Rev. Robin Hood, who worked out of Lawndale told the Sun-Times the organization is in talks with the city and "supportive" aldermen. “They’re talking now, but the problem is we should be on the ground now,” he said.
CeaseFire won the first-of-its-kind contract with the city last year when Mayor Rahm Emanuel and Supt. Garry McCarthy, desperate to stop the bloody spiral of street shootings and homicides, looked for whatever solutions they could to bolster the "comprehensive strategy" to bring down citywide killings.
Hood also said the group's interventions have led to a dramatic drop -- 75 percent -- in shootings and homicides since August of last year.
“This summer we had guys that had been shooting each other actually working together.

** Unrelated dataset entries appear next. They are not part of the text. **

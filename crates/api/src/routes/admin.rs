//! Admin endpoints: the record lifecycle for every content table, the
//! dashboard, and the company profile. Every handler requires a session.

use axum::extract::{Path, Query, State};
use axum::http::StatusCode;
use axum::routing::{get, post, put};
use axum::{Json, Router};
use serde::Deserialize;
use tokatsu_core::company::{CompanyInfo, CompanyInfoPatch, FieldVisibility};
use tokatsu_core::entity::{
    Announcement, BlogPost, Entity, Faq, Orderable, PageSection, SeoSetting, Service,
};
use tokatsu_core::lifecycle::Dashboard;
use tokatsu_core::record::{AdminView, RecordId};
use tokatsu_core::reorder::Direction;

use crate::error::ApiResult;
use crate::middleware::auth::AdminSession;
use crate::state::AppState;

pub fn routes() -> Router<AppState> {
    Router::new()
        .route("/admin/dashboard", get(dashboard))
        .route("/admin/company", get(get_company).put(save_company))
        .route(
            "/admin/company/visibility",
            get(company_visibility).put(set_company_visibility),
        )
        .merge(orderable_routes::<Service>())
        .merge(entity_routes::<BlogPost>())
        .merge(orderable_routes::<Faq>())
        .merge(entity_routes::<Announcement>())
        .merge(orderable_routes::<PageSection>())
        .merge(entity_routes::<SeoSetting>())
}

/// List, create, edit, show/hide, delete and restore for one table.
fn entity_routes<E: Entity>() -> Router<AppState> {
    let base = format!("/admin/{}", E::KIND.path());
    Router::new()
        .route(&base, get(list::<E>).post(create::<E>))
        .route(
            &format!("{base}/{{id}}"),
            get(get_one::<E>).patch(update::<E>).delete(soft_delete::<E>),
        )
        .route(&format!("{base}/{{id}}/visibility"), put(set_visibility::<E>))
        .route(&format!("{base}/{{id}}/restore"), post(restore::<E>))
}

/// [`entity_routes`] plus manual reordering.
fn orderable_routes<E: Orderable>() -> Router<AppState> {
    let base = format!("/admin/{}", E::KIND.path());
    entity_routes::<E>().route(&format!("{base}/{{id}}/move"), post(move_record::<E>))
}

#[derive(Debug, Deserialize)]
struct ListQuery {
    #[serde(default)]
    view: AdminView,
}

async fn list<E: Entity>(
    _admin: AdminSession,
    State(state): State<AppState>,
    Query(query): Query<ListQuery>,
) -> ApiResult<Json<Vec<E>>> {
    Ok(Json(state.content().list::<E>(query.view).await?))
}

async fn create<E: Entity>(
    AdminSession(admin): AdminSession,
    State(state): State<AppState>,
    Json(draft): Json<E::Draft>,
) -> ApiResult<(StatusCode, Json<E>)> {
    let record = state.content().create::<E>(draft).await?;
    tracing::debug!(admin = %admin.email, table = E::TABLE.name, "created via admin");
    Ok((StatusCode::CREATED, Json(record)))
}

async fn get_one<E: Entity>(
    _admin: AdminSession,
    State(state): State<AppState>,
    Path(id): Path<RecordId>,
) -> ApiResult<Json<E>> {
    Ok(Json(state.content().get::<E>(id).await?))
}

async fn update<E: Entity>(
    _admin: AdminSession,
    State(state): State<AppState>,
    Path(id): Path<RecordId>,
    Json(patch): Json<E::Patch>,
) -> ApiResult<Json<E>> {
    Ok(Json(state.content().update::<E>(id, patch).await?))
}

#[derive(Debug, Deserialize)]
struct VisibilityRequest {
    #[serde(alias = "isVisible")]
    is_visible: bool,
}

async fn set_visibility<E: Entity>(
    _admin: AdminSession,
    State(state): State<AppState>,
    Path(id): Path<RecordId>,
    Json(body): Json<VisibilityRequest>,
) -> ApiResult<Json<E>> {
    Ok(Json(
        state
            .content()
            .set_visibility::<E>(id, body.is_visible)
            .await?,
    ))
}

/// DELETE is a soft delete; the row stays restorable.
async fn soft_delete<E: Entity>(
    _admin: AdminSession,
    State(state): State<AppState>,
    Path(id): Path<RecordId>,
) -> ApiResult<Json<E>> {
    Ok(Json(state.content().soft_delete::<E>(id).await?))
}

async fn restore<E: Entity>(
    _admin: AdminSession,
    State(state): State<AppState>,
    Path(id): Path<RecordId>,
) -> ApiResult<Json<E>> {
    Ok(Json(state.content().restore::<E>(id).await?))
}

#[derive(Debug, Deserialize)]
struct MoveRequest {
    direction: Direction,
}

/// Responds with the active list in its new order.
async fn move_record<E: Orderable>(
    _admin: AdminSession,
    State(state): State<AppState>,
    Path(id): Path<RecordId>,
    Json(body): Json<MoveRequest>,
) -> ApiResult<Json<Vec<E>>> {
    Ok(Json(
        state
            .content()
            .move_record::<E>(id, body.direction)
            .await?,
    ))
}

/// GET /api/admin/dashboard
async fn dashboard(_admin: AdminSession, State(state): State<AppState>) -> ApiResult<Json<Dashboard>> {
    Ok(Json(state.content().dashboard().await?))
}

async fn get_company(
    _admin: AdminSession,
    State(state): State<AppState>,
) -> ApiResult<Json<CompanyInfo>> {
    Ok(Json(state.company().get().await?))
}

async fn save_company(
    _admin: AdminSession,
    State(state): State<AppState>,
    Json(patch): Json<CompanyInfoPatch>,
) -> ApiResult<Json<CompanyInfo>> {
    Ok(Json(state.company().upsert(patch).await?))
}

async fn company_visibility(
    _admin: AdminSession,
    State(state): State<AppState>,
) -> ApiResult<Json<FieldVisibility>> {
    Ok(Json(state.company().visibility().await?))
}

#[derive(Debug, Deserialize)]
#[serde(rename_all = "camelCase")]
struct FieldVisibilityRequest {
    #[serde(alias = "field_name")]
    field_name: String,
    #[serde(alias = "is_visible")]
    is_visible: bool,
}

/// PUT /api/admin/company/visibility
async fn set_company_visibility(
    _admin: AdminSession,
    State(state): State<AppState>,
    Json(body): Json<FieldVisibilityRequest>,
) -> ApiResult<Json<FieldVisibility>> {
    Ok(Json(
        state
            .company()
            .set_field_visibility(&body.field_name, body.is_visible)
            .await?,
    ))
}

I’ve been with CeaseFire since 2002 and I’ve never seen anything like it,” he said.
Chicago police, meanwhile, have been less favorable in their assessment of CeaseFire's impact. The Sun-Times reports when the partnership started, one ranking police source complained CeaseFire's members -- many of them former gang members and convicted felons -- failed to give the department "timely information" about its mediation of gang conflicts and had “no significant success stories.”
Hood told NBC Chicago he will continue to work with or without pay. "I believe Ceasefire works. I know Ceasefire works. I'm watching it in my community."
CeaseFire's Englewood office will remain open, the Associated Press reports. Other offices supported by state funding will remain open as well.